### What you will do
Begin with the first line of the entries below. Copy each line exactly, stopping after the one that contains "The renderer only".

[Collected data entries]
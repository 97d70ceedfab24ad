//! Axis-aligned bounding box in single precision.

use glam::Vec3;

/// Axis-aligned bounding box.
///
/// Describes the world-space extent of one tree node. The renderer only
/// reads the midpoint; the box extents themselves are never validated
/// against the depth-derived cube scale.
#[derive(Clone, Copy, Debug, PartialEq)]
pub struct Aabb3 {
  /// Minimum corner (inclusive).
  pub min: Vec3,
  /// Maximum corner (inclusive).
  pub max: Vec3,
}

impl Aabb3 {
  /// Create a new AABB from min and max corners.
  ///
  /// # Panics
  /// Debug-asserts that min <= max on all axes.
  pub fn new(min: Vec3, max: Vec3) -> Self {
    debug_assert!(
      min.x <= max.x && min.y <= max.y && min.z <= max.z,
      "AABB min must be <= max on all axes"
    );
    Self { min, max }
  }

  /// Create a new AABB from center and half-extents.
  pub fn from_center_half_extents(center: Vec3, half_extents: Vec3) -> Self {
    Self {
      min: center - half_extents,
      max: center + half_extents,
    }
  }

  /// Get the size of the AABB (max - min).
  #[inline]
  pub fn size(&self) -> Vec3 {
    self.max - self.min
  }

  /// Get the center of the AABB.
  #[inline]
  pub fn center(&self) -> Vec3 {
    (self.min + self.max) * 0.5
  }

  /// Get the half-extents of the AABB.
  #[inline]
  pub fn half_extents(&self) -> Vec3 {
    (self.max - self.min) * 0.5
  }

  /// Check whether the box is collapsed (min == max) on some axis.
  ///
  /// Known limitation: degenerate boxes are drawn anyway. Their midpoint
  /// is still well defined, so the cube lands on the collapsed plane with
  /// a depth-derived scale that no longer matches the box extents.
  #[inline]
  pub fn is_degenerate(&self) -> bool {
    let size = self.size();
    size.x == 0.0 || size.y == 0.0 || size.z == 0.0
  }
}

### Answer box
repository 97d70ceedfab24ad
//! Axis-aligned bounding box in single precision.

use glam::Vec3;

/// Axis-aligned bounding box.
///
/// Describes the world-space extent of one tree node. The renderer only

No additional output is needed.